In order to have the lifestyle we're accustomed to as a nation, we probably need to earn more money than we are now. Since the whole "small government" idea goes against what most people actually want, we probably need more in tax receipts. Fine. If we went back to the rates in the nineties, most of our problems with debt would disappear. But the underlying problems of profligate spending without sacrifice. If debt is cheap, and war is a profitable activity that always seems to have enough volunteers, then where does it end? How can we determine as a nation when we've had enough? Why the hell are we still racking up tens of billions of dollars a month in bills for a decade-long jaunt through nowhere, Central Asia?

I'm not arguing here that war isn't worth it. That's a separate discussion altogether. I'm saying that, like retirement and health care, if it's worth it, we should pay. Here's what I propose:

A war tax. If congress declares war, there should be a levy on all consumption to pay for it. Every time anyone goes to a cash register, they will be reminded that we are at war, and that we must all sacrifice something to do so. When there is peace, the tax goes away. Of course there are major details to hammer out. What percentage would the tax be? What's the difference between a war and a conflict? How do you keep the Pentagon from burying its costs behind the line items? What if we need to devote 50% of our GDP to another world war? But the overall principle is sound.

The principle could be part of a larger legislative package. If people really want Social Security and Medicare, they should either pay the taxes necessary to cover their growing expenses, or demand changes to the programs. There are real choices we can raise the rates of the payroll tax, or raise its income threshold beyond the paltry cap of around $106,000, so people who earn more contribute the same proportion of their incomes as the rest of us. We can also cut back on benefits. We can still have the argument over how big government should be, but war should be part of that. If people want war, they should be taxed for it, and we should debate whether it's worth it. 

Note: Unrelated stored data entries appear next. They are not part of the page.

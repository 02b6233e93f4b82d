//! Submission admission
//!
//! Validates a submit request against the problem, the contest window and the
//! caller's exam state, persists the row and hands it to the judge queue.

use std::sync::Arc;

use chrono::{DateTime, Utc};
use serde::Deserialize;

use crate::{
    constants::MAX_SOURCE_CODE_SIZE,
    db::repositories::{ContestRepo, ProblemRepo, SubmissionRepo},
    error::{AdmissionError, AppError, AppResult},
    judge::{KeywordGate, LanguageHandler},
    models::{
        Caller, CustomTestCase, ExamStatus, NewSubmission, Problem, SourceType, Submission,
        Verdict,
    },
    queue::{JobQueue, JudgeJob, QueuePriority},
    utils::now_utc,
};

/// Submit request as received from the HTTP layer
#[derive(Debug, Clone, Default, Deserialize)]
pub struct SubmissionRequest {
    pub problem_id: i64,
    pub language: String,
    pub code: String,
    #[serde(default)]
    pub contest_id: Option<i64>,
    #[serde(default)]
    pub lab_id: Option<i64>,
    /// Only valid on the test-run path
    #[serde(default)]
    pub is_test: bool,
    #[serde(default)]
    pub custom_test_cases: Option<Vec<CustomTestCase>>,
}

pub struct SubmissionService {
    submissions: Arc<dyn SubmissionRepo>,
    problems: Arc<dyn ProblemRepo>,
    contests: Arc<dyn ContestRepo>,
    queue: Arc<dyn JobQueue>,
}

impl SubmissionService {
    pub fn new(
        submissions: Arc<dyn SubmissionRepo>,
        problems: Arc<dyn ProblemRepo>,
        contests: Arc<dyn ContestRepo>,
        queue: Arc<dyn JobQueue>,
    ) -> Self {
        Self {
            submissions,
            problems,
            contests,
            queue,
        }
    }

    /// Admit, persist and enqueue a submission
    ///
    /// A keyword violation is not a rejection: the row is stored as `KR` and
    /// returned without being queued.
    pub async fn create_submission(
        &self,
        caller: Caller,
        request: SubmissionRequest,
    ) -> AppResult<Submission> {
        let problem = match self.admit(&caller, &request, now_utc()).await {
            Ok(problem) => problem,
            Err(e) => {
                if let AppError::Admission(reason) = &e {
                    tracing::info!(
                        user_id = caller.user_id,
                        problem_id = request.problem_id,
                        contest_id = ?request.contest_id,
                        reason = reason.code(),
                        "Submission rejected"
                    );
                }
                return Err(e);
            }
        };

        let source_type = SourceType::for_contest(request.contest_id);
        let violation = KeywordGate::for_problem(&problem).check(&request.code).err();

        let new = NewSubmission {
            user_id: caller.user_id,
            problem_id: problem.id,
            contest_id: request.contest_id,
            lab_id: request.lab_id,
            source_type,
            language: request.language.trim().to_string(),
            code: request.code,
            is_test: false,
            custom_test_cases: None,
            status: if violation.is_some() {
                Verdict::KeywordRestricted
            } else {
                Verdict::Pending
            },
            score: 0,
            error_message: violation.as_ref().map(|v| v.message()),
        };

        let submission = self.submissions.create(&new).await?;

        if let Some(violation) = violation {
            tracing::info!(
                submission_id = submission.id,
                problem_id = problem.id,
                reason = %violation,
                "Submission keyword restricted"
            );
            return Ok(submission);
        }

        let priority = QueuePriority::for_source(source_type);
        self.queue
            .enqueue(
                JudgeJob {
                    submission_id: submission.id,
                },
                priority,
            )
            .await?;

        tracing::info!(
            submission_id = submission.id,
            problem_id = problem.id,
            queue = priority.queue_name(),
            "Submission queued"
        );

        Ok(submission)
    }

    /// Run every admission check in order; returns the target problem
    async fn admit(
        &self,
        caller: &Caller,
        request: &SubmissionRequest,
        now: DateTime<Utc>,
    ) -> AppResult<Problem> {
        let problem = self
            .problems
            .find_by_id(request.problem_id)
            .await?
            .ok_or(AdmissionError::ProblemNotFound)?;

        if request.is_test || request.custom_test_cases.is_some() {
            return Err(AdmissionError::TestFieldsOnSubmitPath.into());
        }

        if request.contest_id.is_some() && request.lab_id.is_some() {
            return Err(AdmissionError::MutuallyExclusiveContestAndLab.into());
        }

        if let Some(contest_id) = request.contest_id {
            self.check_contest(caller, contest_id, now).await?;
        }

        LanguageHandler::for_language(&request.language)?;

        if request.code.len() > MAX_SOURCE_CODE_SIZE {
            return Err(AdmissionError::SourceTooLarge(MAX_SOURCE_CODE_SIZE).into());
        }

        Ok(problem)
    }

    async fn check_contest(
        &self,
        caller: &Caller,
        contest_id: i64,
        now: DateTime<Utc>,
    ) -> AppResult<()> {
        let contest = self
            .contests
            .find_by_id(contest_id)
            .await?
            .ok_or(AdmissionError::ContestNotFound)?;

        let privileged = caller.is_staff()
            || contest.owner_id == caller.user_id
            || self
                .contests
                .is_contest_admin(contest_id, caller.user_id)
                .await?;

        if privileged {
            return Ok(());
        }

        if !contest.is_published() {
            return Err(AdmissionError::ContestNotPublished.into());
        }
        if contest.is_before_start(now) {
            return Err(AdmissionError::ContestNotStarted.into());
        }
        if contest.is_after_end(now) {
            return Err(AdmissionError::ContestEnded.into());
        }

        let participant = self
            .contests
            .find_participant(contest_id, caller.user_id)
            .await?
            .ok_or(AdmissionError::NotRegistered)?;

        match participant.exam_status() {
            ExamStatus::Submitted => Err(AdmissionError::ExamFinished.into()),
            ExamStatus::Paused => Err(AdmissionError::ExamPaused.into()),
            ExamStatus::Locked => Err(AdmissionError::ExamLocked.into()),
            ExamStatus::NotStarted | ExamStatus::InProgress => Ok(()),
        }
    }
}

Leave the general income tax for discretionary spending and debt service. Use credit to make public investments with clear returns, or help out in recessions. Write this all into law and be done.

There's a time and a place for war, and there's a time and a place for credit. But there are few times or places where war should be paid for with credit. There is a clear moral hazard in giving Carte Blanche to a large segment of industry to spend however they see fit in the name of defense. 

Credit is neither good nor bad. War is usually good and bad. Even the most just wars are a whole lot of bad for a little good. Even the most generous credit or the most just war is bad when they're without a clear end in mind. We need to be reminded of that.